Earlie Fires

Personal information
- Born: March 19, 1947 (age 79) Rivervale, Arkansas, U.S.
- Occupation: Jockey

Horse racing career
- Sport: Horse racing
- Career wins: 6,470

Major racing wins
- Arlington Matron Stakes (1966, 1967, 1980, 1982, 1992) Round Table Handicap (1966, 1984) Lafayette Stakes (1966) Dixie Stakes (1967) Florida Derby (1967, 1989) Hialeah Turf Cup Handicap (1967) Jersey Derby (1967) Breeders' Futurity Stakes (1968) Santa Barbara Handicap (1972) Alcibiades Stakes (1973) Laurance Armour Handicap (1975, 1977, 1979) Duchess Stakes (1976) La Prevoyante Stakes (1976) Arlington Handicap (1978, 1990) Arlington-Washington Lassie Stakes (1979) Spinster Stakes (1979) Lincoln Heritage Handicap (1980, 1984, 1988 (2x), 1993, 1994, 2003) Arlington Oaks (1981, 1982) Isaac Murphy Handicap (1981, 1992, 2008) Washington Park Handicap (1985) Alabama Stakes (1986) Ashland Stakes (1986) Gazelle Stakes (1986) Stars and Stripes Handicap (1986, 1992, 2006) Thoroughbred Club of America Stakes (1986) American Derby (1987) Fairmount Derby (1988) Pan American Handicap (1967, 1988) Phoenix Stakes (1988) Edgewood Stakes (1989) Davona Dale Stakes (1990) Broward Handicap (1990) Donn Handicap (1990) Forward Gal Stakes (1990) Sorority Stakes (1990) Ohio Derby (1992) E. P. Taylor Stakes (1993) Hanshin Cup (1993, 1994, 2007) Old Hat Stakes (1993) Sky Classic Stakes (1993) Nijinsky Stakes (1998) Pasco Stakes (2002) Purple Violet Stakes (2007)

Racing awards
- George Woolf Memorial Jockey Award (1991)

Honours
- National Museum of Racing and Hall of Fame (2001) Chicagoland Sports Hall of Fame (2007)

Significant horses
- In Reality, Tumble Wind, Abe's Hope, War Censor, Foolish Pleasure, Swinging Mood, Pattee Canyon, Sweetest Chant, Classy Cathy, Mercedes Won, Primal, One Dreamer, Buck's Boy

= Earlie Fires =

American jockey

Earlie Stancel Fires (born March 19, 1947) is an American retired horse racing jockey.

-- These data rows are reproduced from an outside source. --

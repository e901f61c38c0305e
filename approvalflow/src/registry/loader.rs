//! Loading definitions from JSON files.
//!
//! A file holds either one definition object or an array of them. Files in a
//! directory are loaded independently: a broken file is reported and skipped
//! without preventing the others from loading.

use super::DefinitionRegistry;
use crate::errors::{WorkflowError, WorkflowResult};
use crate::model::Definition;
use serde::Deserialize;
use std::collections::HashSet;
use std::path::{Path, PathBuf};
use std::sync::Arc;
use tracing::{debug, info, warn};

/// Outcome of loading one file from a directory.
#[derive(Debug, Clone, PartialEq, Eq)]
pub enum LoadEvent {
    /// A definition was registered.
    Loaded {
        /// The definition id.
        id: String,
        /// The source file.
        path: PathBuf,
    },
    /// A file failed to load.
    Error {
        /// The source file.
        path: PathBuf,
        /// Why it failed.
        error: String,
    },
}

#[derive(Deserialize)]
#[serde(untagged)]
enum DefinitionFile {
    Many(Vec<Definition>),
    One(Box<Definition>),
}

impl DefinitionRegistry {
    /// Loads and registers the definitions in a JSON file.
    ///
    /// Nothing is registered if the file cannot be parsed or any of its
    /// definitions would be refused by [`DefinitionRegistry::register_with`].
    pub fn load_json_file(
        &self,
        path: impl AsRef<Path>,
        strict: bool,
    ) -> WorkflowResult<Vec<Arc<Definition>>> {
        let path = path.as_ref();
        debug!("Loading workflow definitions from {}", path.display());

        let load_error = |reason: String| WorkflowError::Load {
            path: path.display().to_string(),
            reason,
        };

        let raw = std::fs::read_to_string(path).map_err(|e| load_error(e.to_string()))?;
        let parsed: DefinitionFile =
            serde_json::from_str(&raw).map_err(|e| load_error(e.to_string()))?;
        let definitions = match parsed {
            DefinitionFile::Many(defs) => defs,
            DefinitionFile::One(def) => vec![*def],
        };

        let mut seen = HashSet::new();
        for definition in &definitions {
            let mut problems = self.registration_problems(definition, strict);
            if !seen.insert(definition.id.as_str()) {
                problems.push(format!("definition '{}' appears twice in the file", definition.id));
            }
            if !problems.is_empty() {
                return Err(WorkflowError::InvalidDefinition {
                    definition_id: definition.id.clone(),
                    problems,
                });
            }
        }

        definitions
            .into_iter()
            .map(|definition| self.register_with(definition, strict))
            .collect()
    }

    /// Loads every `*.json` file in a directory, in file-name order.
    ///
    /// A refused file is reported as [`LoadEvent::Error`]; the others still load.
    pub fn load_json_dir(&self, dir: impl AsRef<Path>, strict: bool) -> WorkflowResult<Vec<LoadEvent>> {
        let dir = dir.as_ref();
        let entries = std::fs::read_dir(dir).map_err(|e| WorkflowError::Load {
            path: dir.display().to_string(),
            reason: e.to_string(),
        })?;

        let mut paths: Vec<PathBuf> = entries
            .flatten()
            .map(|entry| entry.path())
            .filter(|path| path.is_file() && path.extension().is_some_and(|ext| ext == "json"))
            .collect();
        paths.sort();

        let mut events = Vec::new();
        for path in paths {
            match self.load_json_file(&path, strict) {
                Ok(definitions) => {
                    events.extend(definitions.iter().map(|d| LoadEvent::Loaded {
                        id: d.id.clone(),
                        path: path.clone(),
                    }));
                }
                Err(e) => {
                    warn!("Failed to load {}: {}", path.display(), e);
                    events.push(LoadEvent::Error {
                        path,
                        error: e.to_string(),
                    });
                }
            }
        }

        info!(
            "Loaded {} workflow definitions from {}",
            events
                .iter()
                .filter(|e| matches!(e, LoadEvent::Loaded { .. }))
                .count(),
            dir.display()
        );
        Ok(events)
    }
}

#[cfg(test)]
mod tests {
    use super::*;
    use std::fs;

    const SINGLE: &str = r#"{
        "id": "wf-release",
        "name": "Release Approval",
        "entity_types": ["release"],
        "stages": [
            {"id": "qa", "name": "QA", "sequence": 1, "approver_roles": ["qa"], "aggregation": "any"},
            {"id": "mgmt", "name": "Management", "sequence": 2, "approver_users": ["cto"]}
        ]
    }"#;

    #[test]
    fn test_load_single_definition() {
        let dir = tempfile::tempdir().unwrap();
        let path = dir.path().join("release.json");
        fs::write(&path, SINGLE).unwrap();

        let registry = DefinitionRegistry::new();
        let loaded = registry.load_json_file(&path, false).unwrap();

        assert_eq!(loaded.len(), 1);
        assert_eq!(registry.list_for_entity_type("release").len(), 1);
        let def = registry.get("wf-release").unwrap();
        assert_eq!(def.next_stage("qa").map(|s| s.id.as_str()), Some("mgmt"));
    }

    #[test]
    fn test_load_array_of_definitions() {
        let dir = tempfile::tempdir().unwrap();
        let path = dir.path().join("many.json");
        fs::write(
            &path,
            r#"[{"id": "a", "name": "A"}, {"id": "b", "name": "B", "is_active": false}]"#,
        )
        .unwrap();

        let registry = DefinitionRegistry::new();
        registry.load_json_file(&path, false).unwrap();

        assert_eq!(registry.len(), 2);
        assert!(!registry.get("b").unwrap().is_active);
    }

    #[test]
    fn test_fatal_issue_registers_nothing() {
        let dir = tempfile::tempdir().unwrap();
        let path = dir.path().join("dup.json");
        fs::write(
            &path,
            r#"{"id": "dup", "name": "Dup", "stages": [
                {"id": "s", "name": "One", "sequence": 1, "approver_users": ["u"]},
                {"id": "s", "name": "Two", "sequence": 2, "approver_users": ["u"]}
            ]}"#,
        )
        .unwrap();

        let registry = DefinitionRegistry::new();
        let err = registry.load_json_file(&path, false).unwrap_err();

        assert_eq!(err.code(), "InvalidDefinition");
        assert!(registry.is_empty());
    }

    #[test]
    fn test_load_dir_reports_broken_files() {
        let dir = tempfile::tempdir().unwrap();
        fs::write(dir.path().join("a_release.json"), SINGLE).unwrap();
        fs::write(dir.path().join("b_broken.json"), "{ not json").unwrap();
        fs::write(dir.path().join("notes.txt"), "ignored").unwrap();

        let registry = DefinitionRegistry::new();
        let events = registry.load_json_dir(dir.path(), false).unwrap();

        assert_eq!(events.len(), 2);
        assert!(matches!(&events[0], LoadEvent::Loaded { id, .. } if id == "wf-release"));
        assert!(matches!(&events[1], LoadEvent::Error { .. }));
        assert_eq!(registry.len(), 1);
    }

    #[test]
    fn test_missing_file_is_load_error() {
        let registry = DefinitionRegistry::new();
        let err = registry.load_json_file("/definitely/not/here.json", false).unwrap_err();
        assert_eq!(err.code(), "Load");
    }

    #[test]
    fn test_taken_id_is_not_replaced() {
        let dir = tempfile::tempdir().unwrap();
        let first = dir.path().join("a_release.json");
        let second = dir.path().join("b_release_again.json");
        fs::write(&first, SINGLE).unwrap();
        fs::write(&second, SINGLE.replace("Release Approval", "Release Approval v2")).unwrap();

        let registry = DefinitionRegistry::new();
        let events = registry.load_json_dir(dir.path(), false).unwrap();

        assert!(matches!(&events[0], LoadEvent::Loaded { id, .. } if id == "wf-release"));
        assert!(matches!(&events[1], LoadEvent::Error { error, .. } if error.contains("already registered")));
        assert_eq!(registry.get("wf-release").unwrap().name, "Release Approval");
    }

    #[test]
    fn test_repeated_id_in_one_file_registers_nothing() {
        let dir = tempfile::tempdir().unwrap();
        let path = dir.path().join("twice.json");
        fs::write(&path, r#"[{"id": "a", "name": "A"}, {"id": "a", "name": "A again"}]"#).unwrap();

        let registry = DefinitionRegistry::new();
        let err = registry.load_json_file(&path, false).unwrap_err();

        assert_eq!(err.code(), "InvalidDefinition");
        assert!(registry.is_empty());
    }

    #[test]
    fn test_strict_load_refuses_hollow_definitions() {
        let dir = tempfile::tempdir().unwrap();
        let path = dir.path().join("hollow.json");
        fs::write(
            &path,
            r#"{"id": "wf-hollow", "name": "Hollow", "stages": [{"id": "s", "name": "S", "sequence": 1}]}"#,
        )
        .unwrap();

        let registry = DefinitionRegistry::new();
        assert!(registry.load_json_file(&path, true).is_err());
        assert!(registry.is_empty());

        registry.load_json_file(&path, false).unwrap();
        assert!(registry.contains("wf-hollow"));
    }
}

Fires began riding professionally in 1964 and led all American apprentices in wins that year with 224. He retired on September 21, 2008, having won 6,470 races at racetracks across North America. In 1983, and again 1987, Fires set a record for Arlington Park by winning seven races in a single day of racing. He is Arlington Park's all-time leading rider with 2,886 wins and holds the record for most wins in that track's Lincoln Heritage Handicap with seven. He also has the distinction of riding in the Kentucky Derby after a 24-year hiatus, the longest gap for a jockey. He rode in the 100th Kentucky Derby in 1974 and returned to Churchill Downs in 1998, at the age of 51, to ride in the 124th Kentucky Derby.

In 1991, Fires was voted the George Woolf Memorial Jockey Award, given to a jockey who demonstrates high standards of personal and professional conduct, on and off the racetrack. He was inducted in the National Museum of Racing and Hall of Fame in 2001 and following its creation, the Chicagoland Sports Hall of Fame in 2007. He retired in 2008.

Earlie Fires' brother is trainer William H. Fires.